È normale, e non discuto certo questo, che un artista da cartellone abbia un compenso diverso dall'artista meno affermato, ad essere poco rispettoso è il ritornello che ogni volta si è costretti a sentire: "Vuoi partecipare al festival? Purtroppo però non ci sono soldi (perché quelli che avevo li ho dati tutti a Tommy Emmanuel), però vedrai: suonerai davanti a un sacco di persone e avrai un enorme cassa di risonanza!”".
Giocare sull'emozione di un ragazzo, prospettandogli un pubblico da sogno alla sua esibizione per non pagarlo (tanto che quasi deve sentirsi debitore per l'occasione!), così da conservare le risorse per gli artisti più costosi e avere nel contempo un numero di "emergenti" tale da mostrare al mondo che si da spazio ai giovani e un buon numero di vip, è un atteggiamento ingordo e poco corretto, anche perché per molti artisti "emergenti" la musica è la prima fonte di guadagno. Si vuole organizzare un festival? Lo si faccia, ma riconoscendo a tutti i partecipanti, a chi più e a chi meno (come mercato vuole), il proprio lavoro e il proprio talento. Invece di invitare venti chitarristi di cui cinque pagati e gli altri no, se ne invitino di meno, così da garantire a tutti un compenso. Vorrei vedere un giorno tutti gli artisti "emergenti" dire no a questa routine, sarebbe il giorno in cui forse cambierebbe qualcosa.
Alla luce di quanto scritto, che so essere il pensiero di molti altri chitarristi, si rivela importante sapere cosa significa "emergente", perché se vieni etichettato come tale è quasi giustificata l'assenza di ogni forma di pagamento per il tuo lavoro, a beneficio di una vetrina importante e per la quale poco manca che debba essere tu a pagare un tributo per poter godere della sua implicita visibilità. Semmai dovrebbe essere l'artista "emergente" a scegliere o meno di voler investire in queste partecipazioni per potersi creare nuove occasioni, il fatto che sia scontato è davvero triste.

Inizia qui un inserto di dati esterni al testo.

//! Package manifest loading.
//!
//! A manifest is a TOML document describing one package:
//!
//! ```toml
//! name = "producer"
//! type = "app"            # app, gadget, os, kernel, base or snapd
//!
//! [apps.daemon]
//! slots = ["udisks2"]
//!
//! [apps.cli]
//!
//! [slots.udisks2]         # or: [slots] udisks2 = "udisks2"
//! interface = "udisks2"
//! ```
//!
//! Binding rules: a plug or slot listed by some apps is bound to exactly
//! those apps; one listed by no app is bound to all of them; a name listed
//! by an app but never declared becomes a declaration of the interface with
//! that same name.

use crate::attrs::{AttrValue, Attrs};
use crate::error::Side;
use crate::package::{AppInfo, PackageIdentity, PackageInfo, PackageType, PlugInfo, SlotInfo};
use crate::{Error, Result};
use serde::Deserialize;
use std::collections::{BTreeMap, BTreeSet};
use std::path::Path;
use std::sync::Arc;

#[derive(Debug, Deserialize)]
struct RawManifest {
    name: String,
    #[serde(rename = "type", default)]
    package_type: PackageType,
    #[serde(default)]
    apps: BTreeMap<String, RawApp>,
    #[serde(default)]
    plugs: BTreeMap<String, RawDecl>,
    #[serde(default)]
    slots: BTreeMap<String, RawDecl>,
}

#[derive(Debug, Default, Deserialize)]
struct RawApp {
    #[serde(default)]
    plugs: Vec<String>,
    #[serde(default)]
    slots: Vec<String>,
}

#[derive(Debug, Deserialize)]
#[serde(untagged)]
enum RawDecl {
    Interface(String),
    Table(BTreeMap<String, toml::Value>),
}

/// Interface name, attributes and bound apps of one resolved declaration.
struct Resolved {
    name: String,
    interface: String,
    attrs: Attrs,
    apps: BTreeSet<String>,
}

impl PackageInfo {
    /// Load a package manifest from a TOML file.
    pub fn load(path: impl AsRef<Path>) -> Result<Self> {
        let content = std::fs::read_to_string(path.as_ref())?;
        Self::parse(&content)
    }

    /// Parse a package manifest from a TOML string.
    pub fn parse(toml: &str) -> Result<Self> {
        let raw: RawManifest = toml::from_str(toml).map_err(|e| Error::Manifest(e.to_string()))?;
        build(raw)
    }
}

fn build(raw: RawManifest) -> Result<PackageInfo> {
    check_name("package", &raw.name)?;
    for app in raw.apps.keys() {
        check_name("app", app)?;
    }
    let all_apps: BTreeSet<String> = raw.apps.keys().cloned().collect();
    let identity = Arc::new(PackageIdentity::new(
        raw.name.clone(),
        raw.package_type,
        all_apps.iter().cloned(),
    ));

    let plug_refs = references(&raw.apps, |app| &app.plugs);
    let slot_refs = references(&raw.apps, |app| &app.slots);

    let plugs = resolve(Side::Plug, &raw.plugs, &plug_refs, &all_apps)?;
    let slots = resolve(Side::Slot, &raw.slots, &slot_refs, &all_apps)?;

    let shared = plugs
        .iter()
        .map(|p| &p.name)
        .find(|n| slots.iter().any(|s| &s.name == *n));
    if let Some(name) = shared {
        return Err(Error::Manifest(format!(
            "cannot have plug and slot with the same name: {name:?}"
        )));
    }

    let mut apps: BTreeMap<String, AppInfo> = all_apps
        .iter()
        .map(|name| {
            let info = AppInfo {
                name: name.clone(),
                ..AppInfo::default()
            };
            (name.clone(), info)
        })
        .collect();
    for plug in &plugs {
        for app in &plug.apps {
            if let Some(info) = apps.get_mut(app) {
                info.plugs.insert(plug.name.clone());
            }
        }
    }
    for slot in &slots {
        for app in &slot.apps {
            if let Some(info) = apps.get_mut(app) {
                info.slots.insert(slot.name.clone());
            }
        }
    }

    let plugs = plugs
        .into_iter()
        .map(|r| {
            let info =
                PlugInfo::new(identity.clone(), r.name.clone(), r.interface, r.attrs, r.apps);
            (r.name, info)
        })
        .collect();
    let slots = slots
        .into_iter()
        .map(|r| {
            let info =
                SlotInfo::new(identity.clone(), r.name.clone(), r.interface, r.attrs, r.apps);
            (r.name, info)
        })
        .collect();

    Ok(PackageInfo {
        identity,
        apps,
        plugs,
        slots,
    })
}

/// Maps each plug or slot name to the apps that list it.
fn references<F>(apps: &BTreeMap<String, RawApp>, names: F) -> BTreeMap<String, BTreeSet<String>>
where
    F: Fn(&RawApp) -> &Vec<String>,
{
    let mut refs: BTreeMap<String, BTreeSet<String>> = BTreeMap::new();
    for (app_name, app) in apps {
        for name in names(app) {
            refs.entry(name.clone()).or_default().insert(app_name.clone());
        }
    }
    refs
}

fn resolve(
    side: Side,
    declared: &BTreeMap<String, RawDecl>,
    refs: &BTreeMap<String, BTreeSet<String>>,
    all_apps: &BTreeSet<String>,
) -> Result<Vec<Resolved>> {
    let names: BTreeSet<&String> = declared.keys().chain(refs.keys()).collect();
    let mut out = Vec::with_capacity(names.len());
    for name in names {
        let (interface, attrs) = match declared.get(name) {
            Some(RawDecl::Interface(iface)) => (iface.clone(), Attrs::new()),
            Some(RawDecl::Table(table)) => split_table(side, name, table)?,
            None => (name.clone(), Attrs::new()),
        };
        let apps = refs.get(name).cloned().unwrap_or_else(|| all_apps.clone());
        out.push(Resolved {
            name: name.clone(),
            interface,
            attrs,
            apps,
        });
    }
    Ok(out)
}

fn split_table(
    side: Side,
    name: &str,
    table: &BTreeMap<String, toml::Value>,
) -> Result<(String, Attrs)> {
    let mut interface = name.to_string();
    let mut attrs = Attrs::new();
    for (key, value) in table {
        if key == "interface" {
            let toml::Value::String(iface) = value else {
                return Err(Error::Manifest(format!(
                    "interface of {side} {name:?} must be a string"
                )));
            };
            interface = iface.clone();
            continue;
        }
        let value = match value {
            toml::Value::String(s) => AttrValue::Str(s.clone()),
            toml::Value::Integer(n) => AttrValue::Int(*n),
            toml::Value::Boolean(b) => AttrValue::Bool(*b),
            other => {
                return Err(Error::Manifest(format!(
                    "attribute {key:?} of {side} {name:?} has unsupported type {}",
                    other.type_str()
                )));
            }
        };
        attrs.insert(key.clone(), value);
    }
    Ok((interface, attrs))
}

/// Package and app names end up inside security tags, so only lowercase
/// letters, digits and inner dashes are accepted.
fn check_name(what: &str, name: &str) -> Result<()> {
    let valid = !name.is_empty()
        && !name.starts_with('-')
        && !name.ends_with('-')
        && name
            .chars()
            .all(|c| c.is_ascii_lowercase() || c.is_ascii_digit() || c == '-');
    if valid {
        Ok(())
    } else {
        Err(Error::Manifest(format!("invalid {what} name: {name:?}")))
    }
}

#[cfg(test)]
mod tests {
    use super::*;

    #[test]
    fn test_parse_gadget() {
        let info = PackageInfo::parse(
            r#"
name = "my-device"
type = "gadget"

[slots]
bad-interface-slot = "other-interface"
my-pin = { interface = "gpio", number = 100 }

[plugs]
plug = "gpio"
"#,
        )
        .unwrap();
        assert_eq!(info.name(), "my-device");
        assert_eq!(info.package_type(), PackageType::Gadget);
        let pin = info.slot("my-pin").unwrap();
        assert_eq!(pin.interface, "gpio");
        assert_eq!(pin.attrs.get("number"), Some(&AttrValue::Int(100)));
        assert!(pin.apps.is_empty());
        assert_eq!(info.slot("bad-interface-slot").unwrap().interface, "other-interface");
        assert_eq!(info.plug("plug").unwrap().interface, "gpio");
    }

    #[test]
    fn test_binding_rules() {
        let info = PackageInfo::parse(
            r#"
name = "producer"

[apps.app1]
slots = ["udisks2"]

[apps.app2]

[apps.app3]
slots = ["udisks2"]

[slots]
other = "network"
"#,
        )
        .unwrap();

        // listed by two apps: bound to exactly those, implicitly declared
        let udisks2 = info.slot("udisks2").unwrap();
        assert_eq!(udisks2.interface, "udisks2");
        assert_eq!(
            udisks2.apps.iter().map(String::as_str).collect::<Vec<_>>(),
            vec!["app1", "app3"]
        );

        // listed by no app: bound to all of them
        let other = info.slot("other").unwrap();
        assert_eq!(other.apps.len(), 3);

        assert!(info.apps["app2"].slots.contains("other"));
        assert!(!info.apps["app2"].slots.contains("udisks2"));
    }

    #[test]
    fn test_unsupported_attribute_type() {
        let err = PackageInfo::parse(
            r#"
name = "my-device"
type = "gadget"

[slots.pin]
interface = "gpio"
number = 1.5
"#,
        )
        .unwrap_err();
        assert!(err.to_string().contains(r#"attribute "number" of slot "pin""#));
    }

    #[test]
    fn test_plug_and_slot_share_name() {
        let err = PackageInfo::parse(
            r#"
name = "p"

[plugs]
x = "gpio"

[slots]
x = "gpio"
"#,
        )
        .unwrap_err();
        assert!(err.to_string().contains("same name"));
    }

    #[test]
    fn test_invalid_names() {
        assert!(PackageInfo::parse(r#"name = "Bad.Name""#).is_err());
        assert!(PackageInfo::parse("name = \"ok\"\n[apps.\"a.b\"]\n").is_err());
        assert!(PackageInfo::parse(r#"name = "ok-name2""#).is_ok());
    }
}
//! Configuration loading from ifc.toml.
//!
//! ```toml
//! packages = ["gadget.toml", "consumer.toml"]
//! backends = ["apparmor", "systemd"]    # default: all
//!
//! [[connections]]
//! plug = "consumer:gpio"
//! slot = "my-device:pin"
//! slot-attrs = { number = 5 }
//! ```

use interfaces::{Attrs, Backend};
use serde::Deserialize;
use std::fmt;
use std::path::{Path, PathBuf};

/// Top-level configuration.
#[derive(Debug, Deserialize)]
pub struct Config {
    /// Package manifest paths, relative to the config file.
    #[serde(default)]
    pub packages: Vec<PathBuf>,

    /// Connections to compile.
    #[serde(default)]
    pub connections: Vec<ConnectionConfig>,

    /// Backends to compile.
    #[serde(default = "default_backends")]
    pub backends: Vec<Backend>,

    #[serde(skip)]
    base_dir: PathBuf,
}

/// One plug-to-slot connection.
#[derive(Debug, Clone, Deserialize)]
#[serde(rename_all = "kebab-case")]
pub struct ConnectionConfig {
    pub plug: Endpoint,
    pub slot: Endpoint,

    /// Connection-time attributes of the plug end.
    #[serde(default)]
    pub plug_attrs: Attrs,

    /// Connection-time attributes of the slot end.
    #[serde(default)]
    pub slot_attrs: Attrs,
}

/// A `package:name` reference to a plug or slot.
#[derive(Debug, Clone, PartialEq, Eq, Deserialize)]
#[serde(try_from = "String")]
pub struct Endpoint {
    pub package: String,
    pub name: String,
}

impl TryFrom<String> for Endpoint {
    type Error = String;

    fn try_from(s: String) -> Result<Self, Self::Error> {
        match s.split_once(':') {
            Some((package, name)) if !package.is_empty() && !name.is_empty() => Ok(Self {
                package: package.to_string(),
                name: name.to_string(),
            }),
            _ => Err(format!("expected \"package:name\", got {s:?}")),
        }
    }
}

impl fmt::Display for Endpoint {
    fn fmt(&self, f: &mut fmt::Formatter<'_>) -> fmt::Result {
        write!(f, "{}:{}", self.package, self.name)
    }
}

fn default_backends() -> Vec<Backend> {
    Backend::ALL.to_vec()
}

impl Config {
    /// Load configuration from a TOML file.
    pub fn load(path: impl AsRef<Path>) -> Result<Self, ConfigError> {
        let path = path.as_ref();
        let content = std::fs::read_to_string(path)?;
        let mut config = Self::parse(&content)?;
        config.base_dir = path.parent().map(Path::to_path_buf).unwrap_or_default();
        Ok(config)
    }

    /// Parse configuration from TOML string.
    pub fn parse(toml: &str) -> Result<Self, ConfigError> {
        let config: Self = toml::from_str(toml).map_err(|e| ConfigError::Parse(e.to_string()))?;
        if config.backends.is_empty() {
            return Err(ConfigError::NoBackends);
        }
        Ok(config)
    }

    /// Manifest paths resolved against the config file's directory.
    pub fn package_paths(&self) -> Vec<PathBuf> {
        self.packages.iter().map(|p| self.base_dir.join(p)).collect()
    }
}

#[derive(Debug, thiserror::Error)]
pub enum ConfigError {
    #[error("failed to read config: {0}")]
    Io(#[from] std::io::Error),

    #[error("failed to parse config: {0}")]
    Parse(String),

    #[error("no backends selected")]
    NoBackends,
}
//! D-Bus bus policy fragments.

use super::{Backend, Scoped, Scope, SnippetMap, Specification, with_scope};
use crate::connection::{ConnectedPlug, ConnectedSlot};
use crate::interface::Interface;
use crate::package::{PlugInfo, SlotInfo};
use crate::Result;

/// Accumulated `<policy>` elements, keyed by security tag.
#[derive(Debug, Clone, Default)]
pub struct DBusSpec {
    snippets: SnippetMap,
}

impl DBusSpec {
    pub fn add_snippet(&mut self, snippet: &str) {
        self.snippets.add(snippet);
    }

    pub fn snippet_for_tag(&self, tag: &str) -> Option<String> {
        self.snippets.snippet_for_tag(tag)
    }

    pub fn snippets(&self) -> Vec<(String, String)> {
        self.snippets.snippets()
    }
}

impl Scoped for DBusSpec {
    fn scope_mut(&mut self) -> &mut Scope {
        self.snippets.scope_mut()
    }
}

impl Specification for DBusSpec {
    const BACKEND: Backend = Backend::DBus;

    fn add_connected_plug(
        &mut self,
        iface: &dyn Interface,
        plug: &ConnectedPlug<'_>,
        slot: &ConnectedSlot<'_>,
    ) -> Result<()> {
        with_scope(self, iface, plug.security_tags(), |spec| {
            iface.dbus_connected_plug(spec, plug, slot)
        })
    }

    fn add_connected_slot(
        &mut self,
        iface: &dyn Interface,
        plug: &ConnectedPlug<'_>,
        slot: &ConnectedSlot<'_>,
    ) -> Result<()> {
        with_scope(self, iface, slot.security_tags(), |spec| {
            iface.dbus_connected_slot(spec, plug, slot)
        })
    }

    fn add_permanent_plug(&mut self, iface: &dyn Interface, plug: &PlugInfo) -> Result<()> {
        with_scope(self, iface, plug.security_tags(), |spec| {
            iface.dbus_permanent_plug(spec, plug)
        })
    }

    fn add_permanent_slot(&mut self, iface: &dyn Interface, slot: &SlotInfo) -> Result<()> {
        with_scope(self, iface, slot.security_tags(), |spec| {
            iface.dbus_permanent_slot(spec, slot)
        })
    }

    fn security_tags(&self) -> Vec<String> {
        self.snippets.security_tags()
    }
}
//! systemd unit definitions.

use super::{Backend, Scoped, Scope, Specification, TagSet, with_scope};
use crate::connection::{ConnectedPlug, ConnectedSlot};
use crate::interface::Interface;
use crate::package::{PlugInfo, SlotInfo};
use crate::{Error, Result};
use serde::{Deserialize, Serialize};
use std::collections::BTreeMap;

/// How systemd decides a service has started.
#[derive(Debug, Clone, Copy, PartialEq, Eq, Hash, Default, Serialize, Deserialize)]
#[serde(rename_all = "lowercase")]
pub enum ServiceType {
    #[default]
    Simple,
    Oneshot,
}

impl std::fmt::Display for ServiceType {
    fn fmt(&self, f: &mut std::fmt::Formatter<'_>) -> std::fmt::Result {
        match self {
            ServiceType::Simple => f.write_str("simple"),
            ServiceType::Oneshot => f.write_str("oneshot"),
        }
    }
}

/// A service unit requested by an interface.
#[derive(Debug, Clone, Default, PartialEq, Eq, Serialize, Deserialize)]
#[serde(rename_all = "kebab-case")]
pub struct Service {
    #[serde(rename = "type")]
    pub service_type: ServiceType,
    pub remain_after_exit: bool,
    pub exec_start: String,
    pub exec_stop: String,
}

/// Unit name for an interface-owned service of a package.
///
/// `unique` must be stable for the same attribute value so that repeated
/// compilation addresses the same unit.
pub fn interface_service_name(package: &str, unique: &str) -> String {
    format!("snap.{package}.interface.{unique}.service")
}

/// Accumulated service units, keyed by unit name.
#[derive(Debug, Clone, Default)]
pub struct SystemdSpec {
    scope: Scope,
    services: BTreeMap<String, Service>,
    tags: TagSet,
}

impl SystemdSpec {
    /// Adds a unit. Re-adding an identical unit is a no-op; a different
    /// unit under an existing name is an error.
    pub fn add_service(&mut self, name: impl Into<String>, service: Service) -> Result<()> {
        let name = name.into();
        if let Some(existing) = self.services.get(&name) {
            if *existing != service {
                return Err(Error::ConflictingService {
                    interface: self.scope.interface.clone(),
                    service: name,
                });
            }
        } else {
            self.services.insert(name, service);
        }
        self.tags.extend(&self.scope.tags);
        Ok(())
    }

    pub fn services(&self) -> &BTreeMap<String, Service> {
        &self.services
    }
}

impl Scoped for SystemdSpec {
    fn scope_mut(&mut self) -> &mut Scope {
        &mut self.scope
    }
}

impl Specification for SystemdSpec {
    const BACKEND: Backend = Backend::Systemd;

    fn add_connected_plug(
        &mut self,
        iface: &dyn Interface,
        plug: &ConnectedPlug<'_>,
        slot: &ConnectedSlot<'_>,
    ) -> Result<()> {
        with_scope(self, iface, plug.security_tags(), |spec| {
            iface.systemd_connected_plug(spec, plug, slot)
        })
    }

    fn add_connected_slot(
        &mut self,
        iface: &dyn Interface,
        plug: &ConnectedPlug<'_>,
        slot: &ConnectedSlot<'_>,
    ) -> Result<()> {
        with_scope(self, iface, slot.security_tags(), |spec| {
            iface.systemd_connected_slot(spec, plug, slot)
        })
    }

    fn add_permanent_plug(&mut self, iface: &dyn Interface, plug: &PlugInfo) -> Result<()> {
        with_scope(self, iface, plug.security_tags(), |spec| {
            iface.systemd_permanent_plug(spec, plug)
        })
    }

    fn add_permanent_slot(&mut self, iface: &dyn Interface, slot: &SlotInfo) -> Result<()> {
        with_scope(self, iface, slot.security_tags(), |spec| {
            iface.systemd_permanent_slot(spec, slot)
        })
    }

    fn security_tags(&self) -> Vec<String> {
        self.tags.to_vec()
    }
}

#[cfg(test)]
mod tests {
    use super::*;

    fn oneshot(cmd: &str) -> Service {
        Service {
            service_type: ServiceType::Oneshot,
            remain_after_exit: true,
            exec_start: cmd.to_string(),
            exec_stop: String::new(),
        }
    }

    #[test]
    fn test_same_service_twice_is_idempotent() {
        let mut spec = SystemdSpec::default();
        spec.add_service("snap.a.interface.x.service", oneshot("true"))
            .unwrap();
        spec.add_service("snap.a.interface.x.service", oneshot("true"))
            .unwrap();
        assert_eq!(spec.services().len(), 1);
    }

    #[test]
    fn test_conflicting_service_is_rejected() {
        let mut spec = SystemdSpec::default();
        spec.add_service("snap.a.interface.x.service", oneshot("true"))
            .unwrap();
        let err = spec
            .add_service("snap.a.interface.x.service", oneshot("false"))
            .unwrap_err();
        assert!(matches!(err, Error::ConflictingService { .. }));
    }

    #[test]
    fn test_service_name() {
        assert_eq!(
            interface_service_name("my-device", "gpio-100"),
            "snap.my-device.interface.gpio-100.service"
        );
    }

    #[test]
    fn test_service_serializes_kebab_case() {
        let json = serde_json::to_value(oneshot("true")).unwrap();
        assert_eq!(json["type"], "oneshot");
        assert_eq!(json["remain-after-exit"], true);
        assert_eq!(json["exec-start"], "true");
    }
}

Quello che ho scritto è quello che sento, senza veli o giochi di parole. Amo la musica, amo la chitarra acustica e l'arte in genere, e spero che un giorno il lavoro di ogni artista venga considerato e apprezzato con l'equilibrio che ogni persona merita, perché è così che si salvaguarda il patrimonio culturale collettivo: alimentandolo, in tutti i sensi.